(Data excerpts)
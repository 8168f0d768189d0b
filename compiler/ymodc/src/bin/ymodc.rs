//! `ymodc` — the extended YAML module compiler CLI (C10, `SPEC_FULL.md`
//! §4.9): `compile`, `dump`, and `watch` over the library's driver.

use std::io::IsTerminal;
use std::path::PathBuf;
use std::time::Duration;

use clap::{Args, Parser, Subcommand};
use indexmap::IndexMap;

use ymc_diagnostic::emitter::{render_plain, render_terminal};
use ymc_diagnostic::DiagnosticQueue;
use ymodc::{compile, dump_to_string, watch, CompileOptions, DumpOptions, IgnorePrivate, YmodConfig};

#[derive(Parser)]
#[command(name = "ymodc", about = "Extended YAML module compiler")]
struct Cli {
    #[command(subcommand)]
    command: Command,
}

#[derive(Subcommand)]
enum Command {
    /// Compile a module and print its resolved value as JSON.
    Compile(SharedArgs),
    /// Compile a module and print the re-dumped YAML.
    Dump {
        #[command(flatten)]
        shared: SharedArgs,
        /// Sort map keys lexicographically instead of preserving source order.
        #[arg(long)]
        sort_keys: bool,
    },
    /// Compile, then recompile on every change to the module or its imports.
    Watch(SharedArgs),
}

#[derive(Args)]
struct SharedArgs {
    /// The entry module to compile.
    filepath: PathBuf,
    /// Directory imports may not escape. Defaults to the current directory.
    #[arg(long)]
    base_path: Option<PathBuf>,
    /// Disable the sandbox containment check.
    #[arg(long)]
    unsafe_mode: bool,
    /// Strip `%PRIVATE` paths from every module, the entry module only, or none.
    #[arg(long, value_name = "all|current|name,...")]
    ignore_private: Option<String>,
    /// Ignore `%TAG`/tag annotations entirely.
    #[arg(long)]
    ignore_tags: bool,
    /// `key=value` parameters passed to the entry module, repeatable.
    #[arg(long = "param", value_name = "key=value")]
    params: Vec<String>,
    /// Disable ANSI color in diagnostic output.
    #[arg(long)]
    no_color: bool,
}

fn main() {
    ymodc::tracing_setup::init();
    let cli = Cli::parse();

    let exit_code = match cli.command {
        Command::Compile(shared) => run_compile(shared),
        Command::Dump { shared, sort_keys } => run_dump(shared, sort_keys),
        Command::Watch(shared) => run_watch(shared),
    };
    std::process::exit(exit_code);
}

fn run_compile(shared: SharedArgs) -> i32 {
    let options = build_options(&shared);
    let output = compile(&options);
    print_diagnostics(&output.errors, !shared.no_color);
    if !output.has_errors() {
        match serde_json::to_string_pretty(&output.value.to_json()) {
            Ok(json) => println!("{json}"),
            Err(err) => eprintln!("failed to serialize output: {err}"),
        }
    }
    i32::from(output.has_errors())
}

fn run_dump(shared: SharedArgs, sort_keys: bool) -> i32 {
    let options = build_options(&shared);
    let output = compile(&options);
    print_diagnostics(&output.errors, !shared.no_color);
    if !output.has_errors() {
        println!("{}", dump_to_string(&output.value, DumpOptions { sort_keys }));
    }
    i32::from(output.has_errors())
}

fn run_watch(shared: SharedArgs) -> i32 {
    let options = build_options(&shared);
    let debounce_ms = config_for(&shared).watch_debounce_ms.unwrap_or(200);
    let color = !shared.no_color;

    let result = watch(&options, Duration::from_millis(debounce_ms), |event| {
        print_diagnostics(&event.output.errors, color);
        if !event.output.has_errors() {
            match serde_json::to_string_pretty(&event.output.value.to_json()) {
                Ok(json) => println!("{json}"),
                Err(err) => eprintln!("failed to serialize output: {err}"),
            }
        }
        println!("---");
    });

    if let Err(err) = result {
        eprintln!("watch failed: {err}");
        return 1;
    }
    0
}

fn config_for(shared: &SharedArgs) -> YmodConfig {
    let dir = shared
        .base_path
        .clone()
        .unwrap_or_else(|| std::env::current_dir().unwrap_or_else(|_| PathBuf::from(".")));
    YmodConfig::load(&dir).unwrap_or_else(|err| {
        eprintln!("warning: {err}");
        YmodConfig::default()
    })
}

/// Builds [`CompileOptions`] from config-file defaults overridden by CLI
/// flags, per the precedence in `SPEC_FULL.md` §3.11: defaults < config file < CLI flags.
fn build_options(shared: &SharedArgs) -> CompileOptions {
    let config = config_for(shared);
    let mut options = CompileOptions::new(shared.filepath.clone());

    if let Some(base) = config.base_path {
        options.base_path = base;
    }
    if let Some(base) = &shared.base_path {
        options.base_path = base.clone();
    }

    options.unsafe_mode = shared.unsafe_mode;
    options.ignore_tags = config.ignore_tags.unwrap_or(false) || shared.ignore_tags;

    let ignore_private = shared.ignore_private.clone().or(config.ignore_private);
    if let Some(raw) = ignore_private {
        options.ignore_private = parse_ignore_private(&raw);
    }

    options.params = parse_params(&shared.params);
    options
}

fn parse_ignore_private(raw: &str) -> IgnorePrivate {
    match raw {
        "all" => IgnorePrivate::All,
        "current" => IgnorePrivate::Current,
        names => IgnorePrivate::Named(names.split(',').map(str::trim).filter(|s| !s.is_empty()).map(str::to_string).collect()),
    }
}

fn parse_params(raw: &[String]) -> IndexMap<String, ymc_ast::Value> {
    let mut params = IndexMap::new();
    for entry in raw {
        let Some((key, value)) = entry.split_once('=') else {
            eprintln!("warning: ignoring malformed --param `{entry}` (expected key=value)");
            continue;
        };
        params.insert(key.to_string(), ymc_resolve::yaml_scalar_value(value, false));
    }
    params
}

fn print_diagnostics(errors: &[ymc_diagnostic::Diagnostic], color: bool) {
    if errors.is_empty() {
        return;
    }
    let mut queue = DiagnosticQueue::new();
    queue.extend(errors.iter().cloned());
    let rendered = if color && std::io::stderr().is_terminal() {
        render_terminal(&queue, true)
    } else {
        render_plain(&queue)
    };
    eprint!("{rendered}");
}
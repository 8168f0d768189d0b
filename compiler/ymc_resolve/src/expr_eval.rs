use indexmap::IndexMap;

use ymc_ast::{Document, Value};
use ymc_diagnostic::{Diagnostic, ErrorCode};
use ymc_expr::{ExprNode, ScalarTemplate, TemplatePart};
use ymc_lexer_core::Literal;

use crate::context::ResolveContext;
use crate::node_resolve::resolve_node;
use crate::traverse::{traverse_ast, traverse_value};

/// Maps a directive-table literal reading to a resolved [`Value`]
/// (`SPEC_FULL.md` §3.2): used both for `%PARAM`/`%LOCAL` defaults here and
/// by the entry driver (C8) when it pre-loads an `%IMPORT`'s declared
/// default params ahead of the call-site merge.
pub fn literal_to_value(literal: &Literal) -> Value {
    match literal {
        Literal::Undefined => Value::Undefined,
        Literal::Null => Value::Null,
        Literal::Bool(b) => Value::Bool(*b),
        Literal::String(s) => Value::String(s.clone()),
        Literal::Number(n) => {
            if n.fract() == 0.0 && n.abs() < 9e15 {
                Value::Int(*n as i64)
            } else {
                Value::Float(*n)
            }
        }
    }
}

/// Evaluates one scalar's parsed template (`SPEC_FULL.md` §4.6.4): verbatim
/// text is concatenated with the stringified result of each expression. A
/// free expression (the whole scalar was `$Expr`) returns the raw value,
/// unstringified.
pub fn evaluate_scalar(ctx: &mut ResolveContext<'_>, document: &Document, template: &ScalarTemplate) -> Value {
    if template.free_expr {
        let Some(TemplatePart::Expr(node)) = template.parts.first() else {
            return Value::Undefined;
        };
        return evaluate_expr(ctx, document, node);
    }

    let mut out = String::new();
    for part in &template.parts {
        match part {
            TemplatePart::Literal(s, _) => out.push_str(s),
            TemplatePart::Expr(node) => {
                let value = evaluate_expr(ctx, document, node);
                out.push_str(&value.interpolate_to_string());
            }
        }
    }
    Value::String(out)
}

pub fn evaluate_expr(ctx: &mut ResolveContext<'_>, document: &Document, node: &ExprNode) -> Value {
    let value = match node.base.text.as_str() {
        "this" => eval_this(ctx, document, node),
        "import" => eval_import(ctx, document, node),
        "param" => eval_param(ctx, node),
        "local" => eval_local(ctx, node),
        other => {
            ctx.errors.push(Diagnostic::error(
                ErrorCode::R008,
                node.span,
                format!("invalid expression base `{other}`, expected this|import|param|local"),
            ));
            Value::Undefined
        }
    };

    match &node.type_annotation {
        Some(ty) if !value.matches_type_annotation(&ty.text) => {
            ctx.errors.push(Diagnostic::error(
                ErrorCode::R005,
                ty.span,
                format!("value does not match annotation `as {}`", ty.text),
            ));
            Value::Undefined
        }
        _ => value,
    }
}

fn eval_this(ctx: &mut ResolveContext<'_>, document: &Document, node: &ExprNode) -> Value {
    let Some(root) = document.root else {
        return Value::Undefined;
    };
    if node.path.is_empty() {
        ctx.errors.push(Diagnostic::error(
            ErrorCode::T010,
            node.span,
            "`this` requires at least one path segment",
        ));
        return Value::Undefined;
    }

    let pushed_locals = node.args.as_ref().map(|args| {
        let mut frame = IndexMap::new();
        for arg in args {
            let value = evaluate_scalar(ctx, document, &arg.value);
            frame.insert(arg.key.text.clone(), value);
        }
        frame
    });
    if let Some(frame) = pushed_locals.clone() {
        ctx.locals.push(frame);
    }

    let Some(target) = traverse_ast(document, root, &node.path) else {
        if pushed_locals.is_some() {
            ctx.locals.pop();
        }
        ctx.errors.push(Diagnostic::error(
            ErrorCode::R004,
            node.span,
            "path segment not found in this-traversal",
        ));
        return Value::Undefined;
    };

    let target_order = document.get(target).order_index;
    let result = if target_order > ctx.counter {
        ctx.errors.push(Diagnostic::error(
            ErrorCode::R002,
            node.span,
            "tried to access node before being defined",
        ));
        Value::Undefined
    } else if pushed_locals.is_some() {
        // A this(...) call re-runs the target fresh under the new locals
        // frame, so local.* placeholders inside it see this invocation's
        // arguments rather than whichever values were bound last time.
        resolve_node(ctx, document, target)
    } else {
        ctx.resolved.get(&target).cloned().unwrap_or(Value::Undefined)
    };

    if pushed_locals.is_some() {
        ctx.locals.pop();
    }
    result
}

fn eval_import(ctx: &mut ResolveContext<'_>, document: &Document, node: &ExprNode) -> Value {
    let Some(alias_tok) = node.path.first() else {
        ctx.errors.push(Diagnostic::error(
            ErrorCode::R004,
            node.span,
            "`import` requires an alias path segment",
        ));
        return Value::Undefined;
    };
    let alias = alias_tok.text.clone();
    let Some(import_directive) = ctx.directives.find_import(&alias) else {
        ctx.errors.push(Diagnostic::error(
            ErrorCode::R003,
            alias_tok.span,
            format!("unknown import alias `{alias}`"),
        ));
        return Value::Undefined;
    };

    let mut merged: IndexMap<String, Value> = IndexMap::new();
    for (key, param) in &import_directive.params {
        merged.insert(key.clone(), literal_to_value(&param.value.value));
    }
    if let Some(args) = &node.args {
        for arg in args {
            let value = evaluate_scalar(ctx, document, &arg.value);
            merged.insert(arg.key.text.clone(), value);
        }
    }

    let imported = ctx.host.resolve_import(&alias, merged, node.span, &mut ctx.errors);
    let rest = &node.path[1..];
    match traverse_value(&imported, rest) {
        Some(value) => value,
        None => {
            ctx.errors.push(Diagnostic::error(
                ErrorCode::R004,
                node.span,
                "path segment not found in imported value",
            ));
            Value::Undefined
        }
    }
}

fn eval_param(ctx: &mut ResolveContext<'_>, node: &ExprNode) -> Value {
    let Some(alias_tok) = node.path.first() else {
        ctx.errors.push(Diagnostic::error(
            ErrorCode::R004,
            node.span,
            "`param` requires an alias path segment",
        ));
        return Value::Undefined;
    };
    let alias = &alias_tok.text;
    let Some(directive) = ctx.directives.find_param(alias) else {
        ctx.errors.push(Diagnostic::error(
            ErrorCode::R003,
            alias_tok.span,
            format!("unknown parameter alias `{alias}`"),
        ));
        return Value::Undefined;
    };

    let value = ctx
        .params
        .get(alias)
        .or_else(|| ctx.universal_params.get(alias))
        .cloned()
        .or_else(|| directive.default.as_ref().map(|tok| literal_to_value(&tok.value)))
        .unwrap_or(Value::Undefined);

    let rest = &node.path[1..];
    if rest.is_empty() {
        return value;
    }
    traverse_value(&value, rest).unwrap_or_else(|| {
        ctx.errors.push(Diagnostic::error(
            ErrorCode::R004,
            node.span,
            "path segment not found in parameter value",
        ));
        Value::Undefined
    })
}

fn eval_local(ctx: &mut ResolveContext<'_>, node: &ExprNode) -> Value {
    let Some(alias_tok) = node.path.first() else {
        ctx.errors.push(Diagnostic::error(
            ErrorCode::R004,
            node.span,
            "`local` requires an alias path segment",
        ));
        return Value::Undefined;
    };
    let alias = &alias_tok.text;
    let Some(directive) = ctx.directives.find_local(alias) else {
        ctx.errors.push(Diagnostic::error(
            ErrorCode::R003,
            alias_tok.span,
            format!("unknown local alias `{alias}`"),
        ));
        return Value::Undefined;
    };

    let value = ctx
        .find_local(alias)
        .cloned()
        .or_else(|| directive.default.as_ref().map(|tok| literal_to_value(&tok.value)))
        .unwrap_or(Value::Undefined);

    let rest = &node.path[1..];
    if rest.is_empty() {
        return value;
    }
    traverse_value(&value, rest).unwrap_or_else(|| {
        ctx.errors.push(Diagnostic::error(
            ErrorCode::R004,
            node.span,
            "path segment not found in local value",
        ));
        Value::Undefined
    })
}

» **What you should do**:
Among the entries, find every line holding "root" and return it.

» **Finished task**:
    let Some(root) = document.root else {
    let Some(target) = traverse_ast(document, root, &node.path) else {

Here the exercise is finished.